The only way that such a scheme would work was if the PHP page was changable. And in that case, then it could be re-written to remove to POST problem to begin with and none of this would be germaine.
First, let's not drift from the topic at hand. I've removed anything that wasn't related to the servlet question asked by the original poster.
Originally posted by joseph corner: Hi, I have a servlet which uses a requestdespatcher to forward the user to various pages according to the action they have chosen in a webapp.
In one case I want to forward them to the login page of a php blog software package. I want to fill the username field on the login page with their username, which I have in the servlet.
I can see how to do this - I need to pass the username as a [_POST] variable for the php page to read. I can do this from an html web form, but how do I do it from a java servlet?
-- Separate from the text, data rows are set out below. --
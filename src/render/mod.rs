//! Portable [`WorldviewNode`] trees back into native scene graphs.
//!
//! Drawing is strictly ordered: siblings are created in list order with an optional pacing
//! delay before every sibling after the first, and text is revealed word by word. Every created
//! node is recorded in an [`IdMapping`] so interactive links can be resolved once the whole batch
//! exists (see [`crate::link_reactions`]).
//!
//! A child that fails to draw is logged and skipped; its siblings still draw. Whatever it had
//! created is removed again and never enters the mapping.

pub(crate) mod pacing;
pub(crate) mod paint;

use std::collections::BTreeMap;
use std::future::Future;
use std::pin::Pin;

use crate::canvas::{
    Canvas, Mixed, NativeEffect, NativeKind, NativeLayout, NativePaint, NativeShadow,
    NativeTextCase, NodeId, SceneNode, StrokeWeights, VectorGeometry,
};
use crate::foundation::core::{Origin, Vector};
use crate::foundation::error::WorldviewResult;
use crate::link::{LinkReport, link_reactions};
use crate::model::document::Assets;
use crate::model::effect::Effect;
use crate::model::layout::{CornerRadii, CounterAxisAlign, EdgeWeights, Layout, PrimaryAxisAlign};
use crate::model::node::{
    BooleanOperationNode, ContainerNode, EllipseNode, GroupNode, IconContainerNode, LineNode,
    NodeBase, PolygonNode, StarNode, TextNode, VectorNode, VoidContainerNode, WorldviewNode,
};
use crate::model::paint::Paint;
use crate::model::text::{DEFAULT_FONT_FAMILY, FontName, TextCase, style_for_weight};
use crate::model::value::Indirect;

use self::pacing::{sibling_delay, word_delay};
use self::paint::{resolve_paint, resolve_text};

pub use self::pacing::{NoPacing, Pacer, RecordingPacer, TokioPacer};

/// Horizontal gap between roots drawn side by side.
pub const ROOT_GAP: f64 = 16.0;

#[derive(Clone, Debug, Default)]
pub struct RenderSettings {
    /// Delay before each sibling after the first; words wait a quarter of it. `0` disables pacing.
    pub pacing_delay_ms: u64,
    /// Binding table from theme keys to canvas handles, when themed values should be upgraded.
    pub assets: Option<Assets>,
}

/// Extraction id to native id, scoped to one render pass.
#[derive(Clone, Debug, Default, PartialEq, Eq)]
pub struct IdMapping(BTreeMap<String, NodeId>);

impl IdMapping {
    pub fn new() -> Self {
        Self::default()
    }

    pub fn insert(&mut self, extracted: impl Into<String>, native: NodeId) {
        self.0.insert(extracted.into(), native);
    }

    pub fn get(&self, extracted: &str) -> Option<NodeId> {
        self.0.get(extracted).copied()
    }

    pub fn len(&self) -> usize {
        self.0.len()
    }

    pub fn is_empty(&self) -> bool {
        self.0.is_empty()
    }

    pub fn remove(&mut self, extracted: &str) -> Option<NodeId> {
        self.0.remove(extracted)
    }

    /// Keep only the entries whose native id satisfies `keep`.
    pub fn retain(&mut self, mut keep: impl FnMut(NodeId) -> bool) {
        self.0.retain(|_, v| keep(*v));
    }

    pub fn iter(&self) -> impl Iterator<Item = (&str, NodeId)> {
        self.0.iter().map(|(k, v)| (k.as_str(), *v))
    }

    /// Native id to extraction id.
    pub fn inverse(&self) -> BTreeMap<String, String> {
        self.0
            .iter()
            .map(|(k, v)| (v.to_string(), k.clone()))
            .collect()
    }
}

/// What a render pass created.
#[derive(Clone, Debug, Default, PartialEq)]
pub struct RenderOutcome {
    /// Native ids of the roots that drew, in input order.
    pub roots: Vec<NodeId>,
    pub ids: IdMapping,
    pub link: LinkReport,
}

type Drawn<'f> = Pin<Box<dyn Future<Output = WorldviewResult<NodeId>> + 'f>>;

/// Draws nodes into a canvas, recording every created id.
pub struct Renderer<'a> {
    canvas: &'a mut Canvas,
    settings: &'a RenderSettings,
    pacer: &'a dyn Pacer,
    ids: IdMapping,
    /// Nodes created but not yet finished, keyed by extraction id.
    pending: IdMapping,
}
Joseph, How are you forwarding to a PHP with a request dispatcher? Putting the post/get issue aside, have you been able to forward to a PHP page and have it execute? It is my understanding that a requestDispacher.forward can serve up a static resource or execute another servlet. I wasn't aware of any way to forward to a PHP, Perl, or other script.
That will not help in the least. The response created after the PHP is submitted has nothing to do with how the browser will interpret the URLs within the PHP page.
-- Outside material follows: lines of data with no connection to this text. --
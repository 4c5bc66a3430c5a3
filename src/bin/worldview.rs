use std::{
    fs::File,
    io::BufReader,
    path::{Path, PathBuf},
    sync::Arc,
};

use anyhow::Context as _;
use clap::{Parser, Subcommand};
use serde::{Serialize, de::DeserializeOwned};
use tracing_subscriber::{layer::SubscriberExt as _, util::SubscriberInitExt as _};

#[derive(Parser, Debug)]
#[command(name = "worldview", version)]
struct Cli {
    #[command(subcommand)]
    cmd: Command,
}

#[derive(Subcommand, Debug)]
enum Command {
    /// Extract the selected section of a canvas snapshot as an epoch.
    Extract(ExtractArgs),
    /// Draw every screen of an epoch into a canvas snapshot.
    Render(RenderArgs),
    /// Print the themed screen for a single node tree.
    Theme(ThemeArgs),
    /// Extract, redraw and re-extract a node, and report whether the trees match.
    Roundtrip(RoundtripArgs),
}

#[derive(Parser, Debug)]
struct ExtractArgs {
    /// Input canvas snapshot JSON. Its selection must be a single section.
    #[arg(long)]
    canvas: PathBuf,

    /// Output epoch JSON.
    #[arg(long)]
    out: PathBuf,

    /// Also write the upload asset table (theme key to image bytes).
    #[arg(long)]
    assets: Option<PathBuf>,
}

#[derive(Parser, Debug)]
struct RenderArgs {
    /// Input epoch JSON.
    #[arg(long)]
    epoch: PathBuf,

    /// Output canvas snapshot JSON.
    #[arg(long)]
    out: PathBuf,

    /// Canvas snapshot to draw into instead of an empty canvas.
    #[arg(long)]
    base: Option<PathBuf>,

    /// Settings TOML.
    #[arg(long)]
    config: Option<PathBuf>,

    /// Pacing delay between siblings in milliseconds; overrides the settings file.
    #[arg(long)]
    pacing_ms: Option<u64>,
}

#[derive(Parser, Debug)]
struct ThemeArgs {
    /// Input Worldview node JSON.
    #[arg(long)]
    node: PathBuf,
}

#[derive(Parser, Debug)]
struct RoundtripArgs {
    /// Input canvas snapshot JSON.
    #[arg(long)]
    canvas: PathBuf,

    /// Label of the node to round-trip; defaults to the selection, then the first top-level node.
    #[arg(long)]
    node: Option<String>,
}

#[tokio::main(flavor = "current_thread")]
async fn main() -> anyhow::Result<()> {
    init_tracing();
    let cli = Cli::parse();
    match cli.cmd {
        Command::Extract(args) => cmd_extract(args).await,
        Command::Render(args) => cmd_render(args).await,
        Command::Theme(args) => cmd_theme(args),
        Command::Roundtrip(args) => cmd_roundtrip(args).await,
    }
}

/// `RUST_LOG` filters (default `worldview=info`); `WORLDVIEW_LOG_FORMAT=json` switches to JSON.
fn init_tracing() {
    let filter = tracing_subscriber::EnvFilter::try_from_default_env()
        .unwrap_or_else(|_| "worldview=info".into());
    let format = std::env::var("WORLDVIEW_LOG_FORMAT").unwrap_or_else(|_| "text".to_string());
    match format.as_str() {
        "json" => tracing_subscriber::registry()
            .with(filter)
            .with(tracing_subscriber::fmt::layer().json().with_writer(std::io::stderr))
            .init(),
        _ => tracing_subscriber::registry()
            .with(filter)
            .with(tracing_subscriber::fmt::layer().with_writer(std::io::stderr))
            .init(),
    }
}

fn read_json<T: DeserializeOwned>(path: &Path, what: &str) -> anyhow::Result<T> {
    let f = File::open(path).with_context(|| format!("open {what} '{}'", path.display()))?;
    serde_json::from_reader(BufReader::new(f))
        .with_context(|| format!("parse {what} JSON '{}'", path.display()))
}

fn write_json<T: Serialize>(path: &Path, value: &T, what: &str) -> anyhow::Result<()> {
    if let Some(parent) = path.parent().filter(|p| !p.as_os_str().is_empty()) {
        std::fs::create_dir_all(parent)
            .with_context(|| format!("create output dir '{}'", parent.display()))?;
    }
    let json = serde_json::to_string_pretty(value).with_context(|| format!("encode {what}"))?;
    std::fs::write(path, json).with_context(|| format!("write {what} '{}'", path.display()))
}

fn load_canvas(path: &Path) -> anyhow::Result<worldview::LoadedCanvas> {
    let snapshot: worldview::CanvasSnapshot = read_json(path, "canvas snapshot")?;
    Ok(worldview::Canvas::from_snapshot(&snapshot)?)
}

fn base_dir(path: &Path) -> PathBuf {
    path.parent()
        .filter(|p| !p.as_os_str().is_empty())
        .unwrap_or_else(|| Path::new("."))
        .to_path_buf()
}

fn session_for(settings: worldview::Settings, root: PathBuf) -> worldview::Session {
    let fetcher = Arc::new(worldview::FsFetcher::new(root));
    worldview::Session::new(worldview::Context::new(settings, fetcher))
}

async fn cmd_extract(args: ExtractArgs) -> anyhow::Result<()> {
    let mut loaded = load_canvas(&args.canvas)?;
    let mut session = session_for(worldview::Settings::default(), base_dir(&args.canvas));

    let Some(epoch) = session.extract_selection(&mut loaded.canvas) else {
        let reason = session
            .notifier()
            .current()
            .map(|n| n.message.clone())
            .unwrap_or_default();
        anyhow::bail!("extraction failed: {reason}");
    };
    write_json(&args.out, &epoch, "epoch")?;

    if let Some(path) = &args.assets {
        let ctx = session.context();
        let assets = worldview::collect_upload_assets(
            &loaded.canvas,
            epoch.screens(),
            &ctx.images,
            ctx.fetcher.as_ref(),
        )
        .await?;
        write_json(path, &assets, "assets")?;
    }

    let screens = epoch.screens().count();
    eprintln!("wrote {} ({screens} screens)", args.out.display());
    Ok(())
}

async fn cmd_render(args: RenderArgs) -> anyhow::Result<()> {
    let epoch: worldview::Epoch = read_json(&args.epoch, "epoch")?;
    let mut settings = match &args.config {
        Some(path) => worldview::Settings::load(path)
            .with_context(|| format!("load settings '{}'", path.display()))?,
        None => worldview::Settings::default(),
    };
    if let Some(ms) = args.pacing_ms {
        settings.timeout = ms;
        settings.validate()?;
    }

    let mut canvas = match &args.base {
        Some(path) => load_canvas(path)?.canvas,
        None => worldview::Canvas::new(),
    };
    let mut session = session_for(settings, base_dir(&args.epoch));
    let response = worldview::DownloadResponse {
        screens: epoch.screens().cloned().collect(),
    };
    let outcome = session.draw_download(&mut canvas, &response).await;

    write_json(&args.out, &canvas.snapshot(), "canvas snapshot")?;
    eprintln!(
        "wrote {} ({} of {} screens drawn, {} links resolved, {} dropped)",
        args.out.display(),
        outcome.roots.len(),
        response.screens.len(),
        outcome.link.resolved,
        outcome.link.dropped
    );
    Ok(())
}

fn cmd_theme(args: ThemeArgs) -> anyhow::Result<()> {
    let node: worldview::WorldviewNode = read_json(&args.node, "node")?;
    let screen = worldview::extract_screen(&node);
    let json = serde_json::to_string_pretty(&screen).context("encode screen")?;
    println!("{json}");
    Ok(())
}

async fn cmd_roundtrip(args: RoundtripArgs) -> anyhow::Result<()> {
    let mut loaded = load_canvas(&args.canvas)?;
    let root = match &args.node {
        Some(label) => loaded.id(label)?,
        None => {
            let canvas = &loaded.canvas;
            canvas
                .selection()
                .first()
                .or_else(|| canvas.children(canvas.page()).first())
                .copied()
                .context("canvas has no nodes")?
        }
    };

    let trip = worldview::roundtrip(&mut loaded.canvas, root).await?;
    if trip.matches() {
        println!("match");
        return Ok(());
    }
    let path = trip.first_difference().unwrap_or_default();
    println!("differs at {path}");
    anyhow::bail!("round trip of {root} is not identical")
}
I'm sorry that my pointing out the problems with your scheme strikes you as unfriendly; but that doesn't change its non-viability.
The only way that such a scheme would work was if the PHP page was changable. And in that case, then it could be re-written to remove to POST problem to begin with and none of this would be germaine.
Ok, proxy servers are very popular and certainly work well for any type of service providers, as servlet, PHP, CGI and so on. So, PHP does a simple work, parses parameters, do some business and return result back. It can be HTML, XML, or some other content type. A task of our servlet just return this data back to browser. It plays a clear proxy. Now it can be a bit proactive and to a simple response filtering, for example adding <BASE HREF> unless it's already there. I'm writing so confident, because I already developed some proactive proxy long time ago. You can aceess any web site regardless how it was implemented and get a little more feature, for example few custom buttons, extra menus and so on. So, believe me although the task looks impossible from your point view, it's real possible in real practice.
The subject of proxy servers is beyond what we're talking about here, and you continually seem to want to talk about the response of the PHP page which is not the issue.
If you want to discuss proxy serving, please start a new thread to discuss that subject.
It isn't a proxy server discussion, it's a proxy role of a servlet for solving a particular engineering task. Sorry, my native language isn't English, so simple you do not understand my point. We can close this discussion since OP is already OK with a solution you proposed. Are you central states located?